TASK BRIEF:
Every line in the entries that holds "PathBuf" should be identified and copied.

** EXTRACTED INFORMATION follows **

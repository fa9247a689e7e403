//! Suite configuration files.
//!
//! A suite file is TOML with one or more `[[suite]]` tables. References
//! are parsed here, at load time, so the resolver stack itself never
//! fails. A path argument naming a directory implies `golem.conf` inside
//! it.

use crate::error::{Error, Result};
use crate::reference::{parse_reference, ImageRef, TaggedRef};
use crate::resolver::{CustomImage, RunConfiguration, Script, TestScript};
use serde::Deserialize;
use std::path::{Path, PathBuf};
use tracing::debug;

/// File name implied by a directory argument.
pub const SUITE_FILE_NAME: &str = "golem.conf";

// =============================================================================
// TOML Shape
// =============================================================================

#[derive(Debug, Deserialize, Default)]
struct SuitesFile {
    #[serde(default, rename = "suite")]
    suites: Vec<SuiteTable>,
}

#[derive(Debug, Deserialize, Default)]
struct SuiteTable {
    /// Suite name; defaults to the configuration directory's name.
    #[serde(default)]
    name: String,

    /// Whether a nested daemon runs inside the test container.
    #[serde(default)]
    dind: bool,

    /// Base image to build the test image from.
    #[serde(default, rename = "baseimage")]
    base_image: String,

    /// Commands run before the tests start.
    #[serde(default)]
    pretest: Vec<PretestTable>,

    /// Test commands. Each must exit zero for the suite to pass.
    #[serde(default, rename = "testrunner")]
    test_runner: Vec<TestRunnerTable>,

    /// Images that should exist in the test container. Implies dind.
    #[serde(default)]
    images: Vec<String>,

    /// Runtime-selectable images inside the container. Implies dind.
    #[serde(default, rename = "customimage")]
    custom_images: Vec<CustomImageTable>,
}

#[derive(Debug, Deserialize, Default)]
struct PretestTable {
    #[serde(default)]
    command: String,
    #[serde(default)]
    env: Vec<String>,
}

#[derive(Debug, Deserialize, Default)]
struct TestRunnerTable {
    #[serde(default)]
    command: String,
    #[serde(default)]
    format: String,
    #[serde(default)]
    env: Vec<String>,
}

#[derive(Debug, Deserialize, Default)]
struct CustomImageTable {
    /// Target tag inside the test container.
    #[serde(default)]
    tag: String,
    /// Default source image used when no override is given.
    #[serde(default)]
    default: String,
    /// Version token; defaults to the source tag, then the target tag.
    #[serde(default)]
    version: String,
}

// =============================================================================
// Resolver Layer
// =============================================================================

/// Parsed suite-file configuration for one suite.
pub struct SuiteFileResolver {
    name: String,
    path: PathBuf,
    dind: bool,
    base: Option<TaggedRef>,
    images: Vec<TaggedRef>,
    custom_images: Vec<CustomImage>,
    run: RunConfiguration,
}

impl SuiteFileResolver {
    pub fn name(&self) -> &str {
        &self.name
    }

    pub fn path(&self) -> &Path {
        &self.path
    }

    pub fn dind(&self) -> bool {
        self.dind
    }

    pub fn base_image(&self) -> Option<&TaggedRef> {
        self.base.as_ref()
    }

    pub fn images(&self) -> &[TaggedRef] {
        &self.images
    }

    pub fn custom_images(&self) -> &[CustomImage] {
        &self.custom_images
    }

    pub fn run_configuration(&self) -> RunConfiguration {
        self.run.clone()
    }

    fn from_table(path: &Path, table: SuiteTable) -> Result<SuiteFileResolver> {
        let mut custom_images = Vec::with_capacity(table.custom_images.len());
        for entry in &table.custom_images {
            let target = TaggedRef::parse(&entry.tag)?;
            let source = parse_reference(&entry.default)?;

            let mut version = entry.version.clone();
            if version.is_empty() {
                version = match &source {
                    ImageRef::Tagged(t) => t.tag().to_string(),
                    ImageRef::Named(_) => target.tag().to_string(),
                };
            }

            custom_images.push(CustomImage {
                source,
                target,
                version,
                default_only: true,
            });
        }

        let mut images = Vec::with_capacity(table.images.len());
        for image in &table.images {
            images.push(TaggedRef::parse(image)?);
        }

        let base = if table.base_image.is_empty() {
            None
        } else {
            Some(TaggedRef::parse(&table.base_image)?)
        };

        let mut run = RunConfiguration::default();
        for pretest in &table.pretest {
            run.setup.push(Script {
                command: split_command(&pretest.command),
                env: pretest.env.clone(),
            });
        }
        for test in &table.test_runner {
            run.test_runner.push(TestScript {
                script: Script {
                    command: split_command(&test.command),
                    env: test.env.clone(),
                },
                format: test.format.clone(),
            });
        }

        let name = if table.name.is_empty() {
            path.file_name()
                .map(|n| n.to_string_lossy().into_owned())
                .unwrap_or_default()
        } else {
            table.name
        };

        Ok(SuiteFileResolver {
            name,
            path: path.to_path_buf(),
            dind: table.dind,
            base,
            images,
            custom_images,
            run,
        })
    }
}

// TODO: respect quoted command arguments
fn split_command(command: &str) -> Vec<String> {
    command
        .split_whitespace()
        .map(str::to_string)
        .collect()
}

// =============================================================================
// Loading
// =============================================================================

/// Resolves a suite argument to its configuration file path. A directory
/// must contain `golem.conf`.
pub fn resolve_config_path(argument: &Path) -> Result<PathBuf> {
    let load_error = |reason: String| Error::ConfigLoadFailed {
        path: argument.to_path_buf(),
        reason,
    };

    let metadata = std::fs::metadata(argument).map_err(|e| load_error(e.to_string()))?;
    if metadata.is_dir() {
        let candidate = argument.join(SUITE_FILE_NAME);
        if !candidate.exists() {
            return Err(load_error(format!("no {} in directory", SUITE_FILE_NAME)));
        }
        Ok(candidate)
    } else {
        Ok(argument.to_path_buf())
    }
}

/// Loads every suite declared in a configuration file, de-duplicating
/// names with `-1`, `-2`, … suffixes. The suite path is the file's
/// directory.
pub fn load_suites(config_path: &Path) -> Result<Vec<SuiteFileResolver>> {
    let load_error = |reason: String| Error::ConfigLoadFailed {
        path: config_path.to_path_buf(),
        reason,
    };

    let contents = std::fs::read_to_string(config_path).map_err(|e| load_error(e.to_string()))?;
    let parsed: SuitesFile = toml::from_str(&contents).map_err(|e| load_error(e.to_string()))?;
    debug!(
        "found {} test suites in {}",
        parsed.suites.len(),
        config_path.display()
    );

    let suite_dir = config_path
        .parent()
        .map(Path::to_path_buf)
        .unwrap_or_else(|| PathBuf::from("."));

    let mut suites: Vec<SuiteFileResolver> = Vec::with_capacity(parsed.suites.len());
    for table in parsed.suites {
        let mut suite = SuiteFileResolver::from_table(&suite_dir, table)?;

        let base_name = suite.name.clone();
        let mut candidate = base_name.clone();
        let mut counter = 1;
        while suites.iter().any(|s| s.name == candidate) {
            candidate = format!("{}-{}", base_name, counter);
            counter += 1;
        }
        suite.name = candidate;
        suites.push(suite);
    }

    Ok(suites)
}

** End of EXTRACTED INFORMATION **

SOLUTION TO THIS EXERCISE:
use std::path::{Path, PathBuf};
    path: PathBuf,
pub fn resolve_config_path(argument: &Path) -> Result<PathBuf> {
        .unwrap_or_else(|| PathBuf::from("."));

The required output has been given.